So, you have no idea if the tank is cycling of not, check...I don't trust nutrafin cycle unless you are going to use it to speed up a fishless cycle using ammonia to get the bio-filter going.



jldean23 said:


> i had my other cichlids my big adults in tank for 2 weeks before i bought new stock then put them in the old hex also wv had a big power outage i was without power for 4 days had a battery bubbler changed water to keep cool twice a day lost 1 fish from that then the stop eating happened.


Okay, old fish in new tank for two weeks then moved them back, then major changes in environment due to power outage, cause and effect, maybe?



jldean23 said:


> but they seemed ok the one that died was my pretty jalo male but he was always sketchy from the get go hiding in a hole i made in background for a fish to hide if it was picked on he always stayed in it never left never ate then when he died so did the others one bye one .


I read this as a new fish that never ate, I am assuming this fish was sick from the get go then.



jldean23 said:


> i put aquarium salt in tank to help no loses in the past 2 days but as you said earlier if i have had bloat i never seen in the past years dont hadley ever lose fish last one was dropping water put mirror in tank to get fire jewel amped up he chased his mate to her death


I hardly lose fish either, but stuff happens, doesn't mean you are a bad fish keeper if fish are currently dying or that you are a great fish keeper because you have been lucky enough avoid having illness come through the front door and not had to deal with something like this before.



jldean23 said:


> other than that nothin confusing if a fish is stressed they get ick and not one of these fish get ick with what ever problem it is lol but when i get test kit in the mail i can say what the amm and nit is.....


No, fish do not automatically get ich if stressed, IME Malawi cichlids are far more likely to get bloat.

I see three possibilities, a cycling tank poisoning the fish, stress induced illness by the moves and loss of power/loss of stable water, and/or sick fish that came through the door...


----------



## jldean23 (May 11, 2012)

ok when i first got tank set up once i got my canister filter up and running i had my old stock in the new tank for 2 weeks when i ordered the new fish i put old adult stock back into 35 hex kept the orange lab and jewel sold my bumblebees to my buddy unluckly he used colored cement bricks for backdrop in tank killed all of his fish including the bumblebees i sold him my old fish my adults are fine still kickin well.
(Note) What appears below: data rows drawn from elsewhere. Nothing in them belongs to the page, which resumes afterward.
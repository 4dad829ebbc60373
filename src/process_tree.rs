//! Whole-tree termination for the vocalizer child.
//!
//! The vocalizer renders through its own child (the speech command), so
//! killing the vocalizer alone would leave the audio playing. On unix the
//! child leads a new process group and the group is signalled; on Windows the
//! child is placed in a job object that is terminated, and that kills its
//! members when the last handle closes.

use std::io;
use std::process::{Child, Command};

#[cfg(windows)]
const CREATE_NO_WINDOW: u32 = 0x0800_0000;

/// Prepare `cmd` so its whole descendant tree can be terminated later.
pub fn configure(cmd: &mut Command) {
    #[cfg(unix)]
    {
        use std::os::unix::process::CommandExt;
        cmd.process_group(0);
    }
    #[cfg(windows)]
    {
        use std::os::windows::process::CommandExt;
        cmd.creation_flags(CREATE_NO_WINDOW);
    }
    #[cfg(not(any(unix, windows)))]
    {
        let _ = cmd;
    }
}

/// The descendant tree of one spawned child.
#[derive(Debug)]
pub struct ProcessTree {
    #[cfg(unix)]
    pgid: libc::pid_t,
    #[cfg(windows)]
    job: windows_sys::Win32::Foundation::HANDLE,
}

#[cfg(unix)]
impl ProcessTree {
    /// The child must have been spawned from a `configure`d command.
    pub fn attach(child: &Child) -> io::Result<Self> {
        let pgid = libc::pid_t::try_from(child.id())
            .map_err(|_| io::Error::new(io::ErrorKind::InvalidInput, "pid out of range"))?;
        Ok(Self { pgid })
    }

    /// SIGKILL every process in the group. A group that is already gone is
    /// not an error.
    pub fn kill(&self) -> io::Result<()> {
        if unsafe { libc::killpg(self.pgid, libc::SIGKILL) } == 0 {
            return Ok(());
        }
        let err = io::Error::last_os_error();
        if err.raw_os_error() == Some(libc::ESRCH) {
            Ok(())
        } else {
            Err(err)
        }
    }
}

#[cfg(windows)]
impl ProcessTree {
    pub fn attach(child: &Child) -> io::Result<Self> {
        use std::os::windows::io::AsRawHandle;
        use windows_sys::Win32::Foundation::{CloseHandle, HANDLE};
        use windows_sys::Win32::System::JobObjects::{
            AssignProcessToJobObject, CreateJobObjectW, JobObjectExtendedLimitInformation,
            SetInformationJobObject, JOBOBJECT_EXTENDED_LIMIT_INFORMATION,
            JOB_OBJECT_LIMIT_KILL_ON_JOB_CLOSE,
        };

        unsafe {
            let job = CreateJobObjectW(std::ptr::null(), std::ptr::null());
            if job == 0 {
                return Err(io::Error::last_os_error());
            }

            let mut limits: JOBOBJECT_EXTENDED_LIMIT_INFORMATION = std::mem::zeroed();
            limits.BasicLimitInformation.LimitFlags = JOB_OBJECT_LIMIT_KILL_ON_JOB_CLOSE;
            let configured = SetInformationJobObject(
                job,
                JobObjectExtendedLimitInformation,
                &limits as *const _ as *const std::ffi::c_void,
                std::mem::size_of::<JOBOBJECT_EXTENDED_LIMIT_INFORMATION>() as u32,
            );
            if configured == 0 || AssignProcessToJobObject(job, child.as_raw_handle() as HANDLE) == 0 {
                let err = io::Error::last_os_error();
                CloseHandle(job);
                return Err(err);
            }

            Ok(Self { job })
        }
    }

    pub fn kill(&self) -> io::Result<()> {
        use windows_sys::Win32::System::JobObjects::TerminateJobObject;

        if unsafe { TerminateJobObject(self.job, 1) } == 0 {
            return Err(io::Error::last_os_error());
        }
        Ok(())
    }
}

#[cfg(windows)]
impl Drop for ProcessTree {
    fn drop(&mut self) {
        unsafe {
            windows_sys::Win32::Foundation::CloseHandle(self.job);
        }
    }
}

#[cfg(not(any(unix, windows)))]
impl ProcessTree {
    pub fn attach(_child: &Child) -> io::Result<Self> {
        Ok(Self {})
    }

    pub fn kill(&self) -> io::Result<()> {
        Err(io::Error::new(
            io::ErrorKind::Unsupported,
            "process tree termination is not supported on this platform",
        ))
    }
}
And for the tank cycled yet it should be maybe its no and i didnt use any filter cartriges from 35hex to jump start cycle in new 55g tank why i used nutrafin cycle to help bacteria get started to help the new cycle off tank and yes new fish in new tank and old stock in hex

And all fish ate fine at first ate every day then out of the blue one bye one once a week one would quit eating then die some died from trip in mail lasted 2 days which is understandable but a total of 3 for sure are doing the quit eating then die and im not tacking any offence just glad im getting helped on this cause been doing this for years and has me dumb founded looks like a demonsi is starting the stop eating and hiding

should get testing kit in the next 4 days lol amazon free ship is slow!!!!


----------



## GoofBoy (Jul 3, 2007)

I'd start treating the entire tank with metro ASAP or you can try the bloat treatment with clout found here.


----------



## jldean23 (May 11, 2012)

no deaths as of 3 days got the new food in the hbh 8 veggie flake they are all eating it good my api test kit will be here tomorrow and the gh/kh will be here monday

if my tank is cycled perfect what would be the reading for perfect water never dealt much with nitrite and nitrates like i said before my ph is at 8.0-8.2 the ammonia should read 0 will know tomorrow. If my water quality is perfect what should everything be at in your zone of the perfect paramaters for a mbuna tank????
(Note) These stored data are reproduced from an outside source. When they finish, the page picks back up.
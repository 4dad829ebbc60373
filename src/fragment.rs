//! Text fragments of one utterance.
//!
//! The host hands over a chain of bounded UTF-16 spans. They are validated and
//! copied into owned [`TextFragment`]s up front, so nothing aliases host memory
//! once `speak` starts.

use crate::error::EngineError;

#[derive(Debug, Clone, Copy, PartialEq, Eq)]
pub enum FragmentKind {
    Bookmark,
    Speech,
}

#[derive(Debug, Clone, PartialEq, Eq)]
pub struct TextFragment {
    pub kind: FragmentKind,
    pub text: String,
}

impl TextFragment {
    pub fn speech(text: impl Into<String>) -> Self {
        Self {
            kind: FragmentKind::Speech,
            text: text.into(),
        }
    }

    pub fn bookmark(text: impl Into<String>) -> Self {
        Self {
            kind: FragmentKind::Bookmark,
            text: text.into(),
        }
    }
}

/// A fragment as the host presents it: a span plus an explicit length.
/// The span is not NUL-terminated; only the first `len` units belong to it.
#[derive(Debug, Clone, Copy)]
pub struct HostFragment<'a> {
    pub kind: FragmentKind,
    pub units: &'a [u16],
    pub len: usize,
}

/// Validate and decode the host's fragment chain.
///
/// Fails with `InvalidInput` on an empty chain or a length that runs past its
/// span. Unpaired surrogates decode to U+FFFD.
pub fn decode_host_fragments(raw: &[HostFragment<'_>]) -> Result<Vec<TextFragment>, EngineError> {
    if raw.is_empty() {
        return Err(EngineError::InvalidInput("empty fragment list".into()));
    }

    raw.iter()
        .enumerate()
        .map(|(i, frag)| {
            let span = frag.units.get(..frag.len).ok_or_else(|| {
                EngineError::InvalidInput(format!(
                    "fragment {i} declares {} units but only {} are present",
                    frag.len,
                    frag.units.len()
                ))
            })?;
            Ok(TextFragment {
                kind: frag.kind,
                text: String::from_utf16_lossy(span),
            })
        })
        .collect()
}

/// Split text with inline `<bookmark mark="..."/>` tags into fragments.
///
/// Text between tags becomes Speech fragments (whitespace-only runs are
/// dropped); each tag becomes a Bookmark fragment carrying the mark value.
/// An unterminated tag is kept as speech.
pub fn parse_markup(input: &str) -> Vec<TextFragment> {
    const OPEN: &str = "<bookmark";

    let mut fragments = Vec::new();
    let mut rest = input;

    while let Some(start) = rest.find(OPEN) {
        let Some(end) = rest[start..].find("/>").map(|e| start + e) else {
            break;
        };

        push_speech(&mut fragments, &rest[..start]);
        if let Some(mark) = mark_attribute(&rest[start + OPEN.len()..end]) {
            fragments.push(TextFragment::bookmark(mark));
        }
        rest = &rest[end + 2..];
    }

    push_speech(&mut fragments, rest);
    fragments
}

fn push_speech(fragments: &mut Vec<TextFragment>, text: &str) {
    let text = text.trim();
    if !text.is_empty() {
        fragments.push(TextFragment::speech(text));
    }
}

fn mark_attribute(attrs: &str) -> Option<&str> {
    let value = attrs.trim().strip_prefix("mark")?.trim_start();
    let value = value.strip_prefix('=')?.trim_start();
    let quote = value.chars().next().filter(|c| *c == '"' || *c == '\'')?;
    let value = &value[1..];
    value.find(quote).map(|end| &value[..end])
}

#[cfg(test)]
mod tests {
    use super::*;

    fn wide(s: &str) -> Vec<u16> {
        s.encode_utf16().collect()
    }

    #[test]
    fn decodes_only_declared_span() {
        let units = wide("Hello world");
        let frags = decode_host_fragments(&[HostFragment {
            kind: FragmentKind::Speech,
            units: &units,
            len: 5,
        }])
        .unwrap();
        assert_eq!(frags, vec![TextFragment::speech("Hello")]);
    }

    #[test]
    fn length_past_span_is_invalid_input() {
        let units = wide("Hi");
        let err = decode_host_fragments(&[HostFragment {
            kind: FragmentKind::Speech,
            units: &units,
            len: 3,
        }])
        .unwrap_err();
        assert!(matches!(err, EngineError::InvalidInput(_)));
    }

    #[test]
    fn empty_list_is_invalid_input() {
        assert!(matches!(
            decode_host_fragments(&[]),
            Err(EngineError::InvalidInput(_))
        ));
    }

    #[test]
    fn lone_surrogate_decodes_lossily() {
        let units = [0x0048, 0xD800, 0x0069];
        let frags = decode_host_fragments(&[HostFragment {
            kind: FragmentKind::Speech,
            units: &units,
            len: 3,
        }])
        .unwrap();
        assert_eq!(frags[0].text, "H\u{FFFD}i");
    }

    #[test]
    fn markup_splits_speech_and_bookmarks() {
        let frags = parse_markup(r#"Hi <bookmark mark="42"/> Bye"#);
        assert_eq!(
            frags,
            vec![
                TextFragment::speech("Hi"),
                TextFragment::bookmark("42"),
                TextFragment::speech("Bye"),
            ]
        );
    }

    #[test]
    fn markup_without_tags_is_one_fragment() {
        assert_eq!(parse_markup("  plain text "), vec![TextFragment::speech("plain text")]);
    }

    #[test]
    fn unterminated_tag_stays_speech() {
        assert_eq!(
            parse_markup(r#"a <bookmark mark="1""#),
            vec![TextFragment::speech(r#"a <bookmark mark="1""#)]
        );
    }
}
but ill wait to buy medications any local pet store doesnt carry those items maybe petsmart might and one thing that i have researched is if theyhave bloat or intestinal problem mostly bloat though there is always a white stringy pooh with bloat havent seen that i know some diseases or parisites can be killed by raising water temp.

as for now everyone seems fine maybe it was a fluke were the shipping done damage to them i dont know but can test water tomorrow!


----------



## GoofBoy (Jul 3, 2007)

jldean23 said:


> no deaths as of 3 days got the new food in the hbh 8 veggie flake they are all eating it good my api test kit will be here tomorrow and the gh/kh will be here monday
> 
> if my tank is cycled perfect what would be the reading for perfect water never dealt much with nitrite and nitrates like i said before my ph is at 8.0-8.2 the ammonia should read 0 will know tomorrow. If my water quality is perfect what should everything be at in your zone of the perfect paramaters for a mbuna tank????
> 
> ...


You do not always see white stringy poo, but it is a 100% predictor/confirmation of internal issues when you see it.

Ammonia and Nitrites should both read 0ppm - always.

Nitrates below 20ppm will be fine, I assume based on your water change schedule you will be under 10ppm.

Your pH is fine and based on the pH, I will guess your water is plenty hard, if it is tap water, since you aren't doing anything to get the pH up there, but you should confirm on Monday.

It doesn't hurt to have Metronidazole in the house if no one around you carries it, very safe for the fish and your bio-filter, one of the site sponsors has it very cheap.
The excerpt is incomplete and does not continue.